Hi John,
In essence, you are correct - data mining is not
sufficient, but it does provide a very capable way of doing the OBSERVATION
part of semantic discovery.
It's true that data mining only finds patterns, not causal or even
necessarily inferentiable ones, just patterns that repeat in the data.
There is no pattern in the data itself – the observer actively
discovers patterns. The important issue for pattern discovery is
validation - does the pattern usefully identify anything that can be observed
in proxy? For that, one must validate some model of the pattern, in its
actual variety, on actual instances of data – observations from reality
– not instances from the model. The data is about reality, the
model is a useful association with reality.
We use OBSERVATION processes to try to identify and pair each pattern
to some meaningful objects, activities or events in the universe of discourse so
they can be understood in the context we found them in. That presumes
some concept of classes which gets richer as we pursue validated
activities. Each activity refines the definition of classes so far
applied, with the newly added refinements added judiciously to the model.
We use CLASSIFICATION to organize the patterns, and pattern components,
into classes that help us remember the characteristics of whole groups of
pattern instances. That refines our ability to do valid
identification. Formal concept analysis (FCA) as you mentioned is one
algorithm among those available for implementing this.

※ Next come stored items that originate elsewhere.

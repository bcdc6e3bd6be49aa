//! Device geolocation outcomes
//!
//! The device query itself runs on the client. This module fixes the options
//! that query must use and classifies what comes back.

use serde::{Deserialize, Serialize};
use thiserror::Error;

use crate::error::PositionError;
use crate::geo::GeoPoint;

/// How long the device may take to produce a fix, in milliseconds
pub const LOCATION_TIMEOUT_MS: u64 = 20_000;

/// Why the device could not produce a position. Always retryable.
#[derive(Error, Debug, Clone, Copy, PartialEq, Eq, Serialize, Deserialize)]
#[serde(rename_all = "SCREAMING_SNAKE_CASE")]
pub enum LocationFailure {
    #[error("Location permission denied. Enable geolocation in your browser settings.")]
    PermissionDenied,

    #[error("Position unavailable. Check your connection or GPS.")]
    PositionUnavailable,

    #[error("Location request timed out. Please try again.")]
    Timeout,

    #[error("Geolocation is not supported by this device.")]
    Unsupported,
}

impl LocationFailure {
    pub fn code(&self) -> &'static str {
        match self {
            LocationFailure::PermissionDenied => "LOCATION_PERMISSION_DENIED",
            LocationFailure::PositionUnavailable => "LOCATION_POSITION_UNAVAILABLE",
            LocationFailure::Timeout => "LOCATION_TIMEOUT",
            LocationFailure::Unsupported => "LOCATION_UNSUPPORTED",
        }
    }
}

/// Options for the client-side position request
#[derive(Debug, Clone, Copy, PartialEq, Eq, Serialize, Deserialize)]
#[serde(rename_all = "camelCase")]
pub struct LocationRequestOptions {
    pub enable_high_accuracy: bool,
    pub timeout: u64,
    /// Zero disables cached fixes
    pub maximum_age: u64,
}

impl Default for LocationRequestOptions {
    fn default() -> Self {
        Self {
            enable_high_accuracy: true,
            timeout: LOCATION_TIMEOUT_MS,
            maximum_age: 0,
        }
    }
}

/// What the client reports after querying its device
#[derive(Debug, Clone, Copy, PartialEq, Serialize, Deserialize)]
#[serde(untagged)]
pub enum PositionReport {
    Fix {
        latitude: f64,
        longitude: f64,
        /// Reported accuracy radius in meters, informational only
        #[serde(default, skip_serializing_if = "Option::is_none")]
        accuracy: Option<f64>,
    },
    Failed {
        error: LocationFailure,
    },
}

impl PositionReport {
    pub fn into_point(self) -> Result<GeoPoint, PositionError> {
        match self {
            PositionReport::Fix {
                latitude,
                longitude,
                ..
            } => Ok(GeoPoint::new(latitude, longitude)?),
            PositionReport::Failed { error } => Err(error.into()),
        }
    }
}
//! Error types for the scan gateway

use axum::{
    http::StatusCode,
    response::{IntoResponse, Response},
    Json,
};
use presence_core::{
    GeoError, LocationFailure, PerimeterError, PositionError, ScanCodeError, ScanRequestError,
};
use serde::Serialize;
use thiserror::Error;

use crate::backend::BackendError;

/// Gateway error types
#[derive(Error, Debug)]
pub enum GatewayError {
    #[error(transparent)]
    QrCode(#[from] ScanCodeError),

    #[error(transparent)]
    Location(#[from] LocationFailure),

    #[error("Invalid coordinates: {0}")]
    Coordinates(#[from] GeoError),

    #[error("Your position is required to record a presence")]
    LocationRequired,

    #[error("You are {distance_meters:.0} m from the site, outside the allowed area ({max_radius_meters:.0} m)")]
    OutsidePerimeter {
        distance_meters: f64,
        max_radius_meters: f64,
    },

    #[error(transparent)]
    InvalidPerimeter(#[from] PerimeterError),

    #[error(transparent)]
    InvalidScan(#[from] ScanRequestError),

    #[error("Invalid request: {0}")]
    InvalidRequest(String),

    #[error("Authentication required")]
    Unauthorized,

    #[error(transparent)]
    Backend(#[from] BackendError),
}

impl From<PositionError> for GatewayError {
    fn from(err: PositionError) -> Self {
        match err {
            PositionError::Location(failure) => GatewayError::Location(failure),
            PositionError::Coordinates(e) => GatewayError::Coordinates(e),
        }
    }
}

/// Error response body
#[derive(Serialize)]
struct ErrorResponse {
    success: bool,
    error: String,
    code: String,
}

impl GatewayError {
    pub fn status(&self) -> StatusCode {
        match self {
            GatewayError::QrCode(_) | GatewayError::Location(_) => {
                StatusCode::UNPROCESSABLE_ENTITY
            }
            GatewayError::Coordinates(_)
            | GatewayError::LocationRequired
            | GatewayError::InvalidPerimeter(_)
            | GatewayError::InvalidScan(_)
            | GatewayError::InvalidRequest(_) => StatusCode::BAD_REQUEST,
            GatewayError::OutsidePerimeter { .. } => StatusCode::FORBIDDEN,
            GatewayError::Unauthorized | GatewayError::Backend(BackendError::Unauthorized) => {
                StatusCode::UNAUTHORIZED
            }
            GatewayError::Backend(BackendError::Rejected { status, .. }) => {
                StatusCode::from_u16(*status).unwrap_or(StatusCode::BAD_REQUEST)
            }
            GatewayError::Backend(_) => StatusCode::BAD_GATEWAY,
        }
    }

    pub fn code(&self) -> &'static str {
        match self {
            GatewayError::QrCode(e) => e.code(),
            GatewayError::Location(failure) => failure.code(),
            GatewayError::Coordinates(_) => "INVALID_COORDINATES",
            GatewayError::LocationRequired => "LOCATION_REQUIRED",
            GatewayError::OutsidePerimeter { .. } => "OUTSIDE_PERIMETER",
            GatewayError::InvalidPerimeter(_) => "INVALID_PERIMETER",
            GatewayError::InvalidScan(_) | GatewayError::InvalidRequest(_) => "INVALID_REQUEST",
            GatewayError::Unauthorized | GatewayError::Backend(BackendError::Unauthorized) => {
                "UNAUTHORIZED"
            }
            GatewayError::Backend(BackendError::Rejected { .. }) => "BACKEND_REJECTED",
            GatewayError::Backend(_) => "BACKEND_UNAVAILABLE",
        }
    }
}

impl IntoResponse for GatewayError {
    fn into_response(self) -> Response {
        let status = self.status();
        if status.is_server_error() {
            tracing::error!(code = self.code(), "{}", self);
        } else {
            tracing::debug!(code = self.code(), "request rejected: {}", self);
        }

        let body = ErrorResponse {
            success: false,
            error: self.to_string(),
            code: self.code().to_string(),
        };

        (status, Json(body)).into_response()
    }
}
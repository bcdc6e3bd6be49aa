//! Application state for the scan gateway

use std::sync::Arc;

use presence_core::{PerimeterConfig, PerimeterError, PerimeterUpdate};
use tokio::sync::RwLock;
use tracing::{info, warn};

use crate::backend::PresenceBackend;

/// Owner of the live perimeter configuration.
///
/// Readers get a copy; updates are merged off-lock and swapped in whole, so
/// a reader never sees half of an update.
#[derive(Default)]
pub struct PerimeterStore {
    current: RwLock<PerimeterConfig>,
}

impl PerimeterStore {
    pub fn new(initial: PerimeterConfig) -> Self {
        Self {
            current: RwLock::new(initial),
        }
    }

    pub async fn snapshot(&self) -> PerimeterConfig {
        *self.current.read().await
    }

    pub async fn update(&self, update: &PerimeterUpdate) -> Result<PerimeterConfig, PerimeterError> {
        let mut current = self.current.write().await;
        let next = current.apply(update)?;
        *current = next;

        info!(
            latitude = next.center.latitude,
            longitude = next.center.longitude,
            side_length = next.side_length,
            enabled = next.enabled,
            "perimeter configuration updated"
        );
        if !next.enabled {
            warn!("perimeter check is disabled, all positions will be accepted");
        }
        Ok(next)
    }
}

/// Shared application state
pub struct AppState {
    pub perimeter: PerimeterStore,
    pub backend: Arc<dyn PresenceBackend>,
}

impl AppState {
    pub fn new(perimeter: PerimeterConfig, backend: Arc<dyn PresenceBackend>) -> Self {
        Self {
            perimeter: PerimeterStore::new(perimeter),
            backend,
        }
    }
}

The THEORIZATION step involves describing WHAT the patterns, and
instances of patterns, MEAN – the context as viewed by an observer, again
represented by proxy. That may not be anything at all, or it may bring
useful insights about the world. Theorizing is possible to do completely
automatically, but much of this step’s effectiveness requires the kind of
insight that people do well and algorithms haven’t so far. Computer
assistance is a leverage factor for some applications. Designing relevant
heuristic functions for each domain may be useful.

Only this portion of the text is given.